In the foyer of the main building, we pass an oversize portrait of the Whitby Health Centre. Below a primary-blue sky sits a modern glass and beige brick facility centered in a horizontal span of spring grass and flanked by a ridge of evergreens. In the background lies a varnished motionless lake. Caroline and I tour the span of grass above the shoreline. We are surrounded by Canada geese. I guide her past old and fresh bird droppings. There are rocks at the cliff edge and I worry about letting go of her hand. We stop and look out at the water. “Look at the horizon, honey,” I say, passing my hand through her hair which the wind has caught and blown across her eyes. I rotate my body in the direction of that line separating water and sky so she will turn with me and I think maybe she hears me, maybe she is watching that space Lisa defined for me when she was four, possibly five. We were in a car, the red firebird after the Caravan had been repossessed, the sun glowing low in the sky and talk turned to horizons and country.

“I miss the country,” I said.
“All you have to do is look at the horizon.”
I think I was quiet, then. “The country,” she said, “is where the horizon and the sky touch.”

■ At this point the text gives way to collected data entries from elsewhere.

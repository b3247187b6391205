//! 通用数据访问引擎
//!
//! 把声明式的意图（创建 / 读取 / 更新 / 删除 / 分页）编译为参数化的关系型语句，
//! 适用于任意已描述的实体：
//!
//! - [`graph`]：启动时构建、之后只读的实体关系图；
//! - [`loader`]：按关系图规划预加载（JOIN 或按父键分区的子查询）并缓存计划；
//! - [`query`]：实体泛型的查询对象与 [`QueryEngine`] 工厂；
//! - [`manager`]：独占一个会话的事务管理器，所有查询经由 `send` 执行；
//! - [`session`]：驱动协议与基于 sqlx 的 SQLite / Postgres 实现。
//!
pub mod config;
pub mod cursor;
pub mod error;
pub mod graph;
pub mod loader;
pub mod manager;
pub mod pagination;
pub mod query;
pub mod schema;
pub mod session;
pub mod statement;
pub mod value;

#[cfg(test)]
mod testing;

pub use config::DatabaseConfig;
pub use cursor::{Cursor, CursorKind, JsonCodec, TextCodec};
pub use error::{PersistError, PersistResult};
pub use graph::RelationshipGraph;
pub use loader::DEFAULT_RELATIONSHIP_LOAD_LIMIT;
pub use manager::{ManagerFactory, TransactionManager};
pub use pagination::{CursorPage, OffsetPage};
pub use query::{Query, QueryEngine};
pub use schema::{Cardinality, Column, Entity, EntitySchema, JoinCondition, Relationship};
pub use session::{IsolationLevel, Session};
pub use statement::{Dialect, Fields, Filters, OrderBy, Statement};
pub use value::{ColumnType, Record, Value};
//! 实体描述（schema）
//!
//! 实体映射层之外的最小描述：表名、列、主键、列默认值与出边关系。
//! 描述由启动时构建并冻结进 [`RelationshipGraph`](crate::graph::RelationshipGraph)，
//! 查询对象只通过图来解析实体，从不依赖全局状态。
//!
use crate::value::{ColumnType, Value};
use chrono::Utc;
use serde::de::DeserializeOwned;
use uuid::Uuid;

/// 已映射的实体类型
///
/// - `NAME`：实体在关系图中的稳定名称（也是查询对象绑定 schema 的键）；
/// - 行数据经由会话以记录形式返回，再通过 serde 反序列化为实体。
pub trait Entity: DeserializeOwned + Send + Sync + 'static {
    const NAME: &'static str;
}

/// 列描述
#[derive(Clone, Debug)]
pub struct Column {
    name: String,
    ty: ColumnType,
    primary_key: bool,
    insert_default: Option<fn() -> Value>,
    update_default: Option<fn() -> Value>,
}

impl Column {
    pub fn new(name: impl Into<String>, ty: ColumnType) -> Self {
        Self {
            name: name.into(),
            ty,
            primary_key: false,
            insert_default: None,
            update_default: None,
        }
    }

    pub fn primary_key(mut self) -> Self {
        self.primary_key = true;
        self
    }

    /// 插入时未显式提供该列则使用此默认值
    pub fn insert_default(mut self, f: fn() -> Value) -> Self {
        self.insert_default = Some(f);
        self
    }

    /// 更新时未显式提供该列则使用此默认值（如 `updated_at`）
    pub fn update_default(mut self, f: fn() -> Value) -> Self {
        self.update_default = Some(f);
        self
    }

    pub fn name(&self) -> &str {
        &self.name
    }

    pub fn ty(&self) -> ColumnType {
        self.ty
    }

    pub fn is_primary_key(&self) -> bool {
        self.primary_key
    }

    pub fn default_on_insert(&self) -> Option<Value> {
        self.insert_default.map(|f| f())
    }

    pub fn default_on_update(&self) -> Option<Value> {
        self.update_default.map(|f| f())
    }
}

/// 常用列默认值
pub mod defaults {
    use super::*;

    pub fn uuid_v7() -> Value {
        Value::Uuid(Uuid::now_v7())
    }

    pub fn now() -> Value {
        Value::Timestamp(Utc::now())
    }
}

/// 实体描述
#[derive(Clone, Debug)]
pub struct EntitySchema {
    name: String,
    table: String,
    columns: Vec<Column>,
    pk: usize,
}

impl EntitySchema {
    pub fn new(name: impl Into<String>, table: impl Into<String>) -> Self {
        Self {
            name: name.into(),
            table: table.into(),
            columns: Vec::new(),
            pk: 0,
        }
    }

    pub fn column(mut self, column: Column) -> Self {
        if column.is_primary_key() {
            self.pk = self.columns.len();
        }
        self.columns.push(column);
        self
    }

    /// `created_at` / `updated_at` 两列，插入与更新时自动填充
    pub fn with_timestamps(self) -> Self {
        self.column(Column::new("created_at", ColumnType::Timestamp).insert_default(defaults::now))
            .column(
                Column::new("updated_at", ColumnType::Timestamp)
                    .insert_default(defaults::now)
                    .update_default(defaults::now),
            )
    }

    pub fn name(&self) -> &str {
        &self.name
    }

    pub fn table(&self) -> &str {
        &self.table
    }

    pub fn columns(&self) -> &[Column] {
        &self.columns
    }

    pub fn get_column(&self, name: &str) -> Option<&Column> {
        self.columns.iter().find(|c| c.name == name)
    }

    /// 列名及其声明类型
    pub fn column_types(&self) -> impl Iterator<Item = (String, ColumnType)> + '_ {
        self.columns.iter().map(|c| (c.name.clone(), c.ty))
    }

    pub fn has_column(&self, name: &str) -> bool {
        self.get_column(name).is_some()
    }

    /// 主键列；仅在经过关系图校验后保证存在
    pub fn primary_key(&self) -> &Column {
        &self.columns[self.pk]
    }

    pub(crate) fn has_primary_key(&self) -> bool {
        self.columns.iter().filter(|c| c.is_primary_key()).count() == 1
    }
}

#[derive(Clone, Copy, Debug, PartialEq, Eq, Hash)]
pub enum Cardinality {
    OneToOne,
    ManyToOne,
    OneToMany,
    ManyToMany,
}

impl Cardinality {
    /// 集合型关系（一对多、多对多）
    pub fn is_collection(self) -> bool {
        matches!(self, Cardinality::OneToMany | Cardinality::ManyToMany)
    }
}

/// 连接条件
#[derive(Clone, Debug, PartialEq, Eq, Hash)]
pub enum JoinCondition {
    /// `source.local = target.remote`
    Columns { local: String, remote: String },
    /// `source.local = secondary.secondary_local AND secondary.secondary_remote = target.remote`
    Secondary {
        table: String,
        local: String,
        secondary_local: String,
        secondary_remote: String,
        remote: String,
    },
}

/// 关系图的一条出边
#[derive(Clone, Debug, PartialEq, Eq, Hash)]
pub struct Relationship {
    name: String,
    target: String,
    cardinality: Cardinality,
    join: JoinCondition,
}

impl Relationship {
    pub fn new(
        name: impl Into<String>,
        target: impl Into<String>,
        cardinality: Cardinality,
        join: JoinCondition,
    ) -> Self {
        Self {
            name: name.into(),
            target: target.into(),
            cardinality,
            join,
        }
    }

    /// 外键在源实体一侧：`source.local_fk = target.remote`
    pub fn many_to_one(
        name: impl Into<String>,
        target: impl Into<String>,
        local_fk: impl Into<String>,
        remote: impl Into<String>,
    ) -> Self {
        Self::new(name, target, Cardinality::ManyToOne, columns(local_fk, remote))
    }

    pub fn one_to_one(
        name: impl Into<String>,
        target: impl Into<String>,
        local: impl Into<String>,
        remote: impl Into<String>,
    ) -> Self {
        Self::new(name, target, Cardinality::OneToOne, columns(local, remote))
    }

    /// 外键在目标实体一侧：`source.local = target.remote_fk`
    pub fn one_to_many(
        name: impl Into<String>,
        target: impl Into<String>,
        local: impl Into<String>,
        remote_fk: impl Into<String>,
    ) -> Self {
        Self::new(name, target, Cardinality::OneToMany, columns(local, remote_fk))
    }

    pub fn many_to_many(
        name: impl Into<String>,
        target: impl Into<String>,
        secondary: JoinCondition,
    ) -> Self {
        Self::new(name, target, Cardinality::ManyToMany, secondary)
    }

    pub fn name(&self) -> &str {
        &self.name
    }

    pub fn target(&self) -> &str {
        &self.target
    }

    pub fn cardinality(&self) -> Cardinality {
        self.cardinality
    }

    pub fn join(&self) -> &JoinCondition {
        &self.join
    }

    /// 源实体一侧参与连接的列
    pub fn local_column(&self) -> &str {
        match &self.join {
            JoinCondition::Columns { local, .. } | JoinCondition::Secondary { local, .. } => local,
        }
    }

    /// 目标实体一侧参与连接的列
    pub fn remote_column(&self) -> &str {
        match &self.join {
            JoinCondition::Columns { remote, .. } | JoinCondition::Secondary { remote, .. } => {
                remote
            }
        }
    }
}

fn columns(local: impl Into<String>, remote: impl Into<String>) -> JoinCondition {
    JoinCondition::Columns {
        local: local.into(),
        remote: remote.into(),
    }
}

That day Caroline and I breathed in Lisa’s country as we did many times over the next twenty-one months, together and solo. Of course, I’m not sure whether her eyes stayed still and sharp enough to see a country where she might breathe and fill herself with clean air, but I’m hoping she caught a glance.

Sometimes I wonder what I learned in those trying times. I learned about freedom, I guess—that I was and she wasn’t, and that when she was and if, I would never forget the time she wasn’t. I would never forget, Jew that I am. I used to closet myself in the bathroom when she stood spewing words. “I need some time,” I’d say. And she’d vomit incomplete sentences outside the door as she rattled the handle. I should have been better I say out loud and cloak myself with warm phrases. I pile them on, but I’m never warm.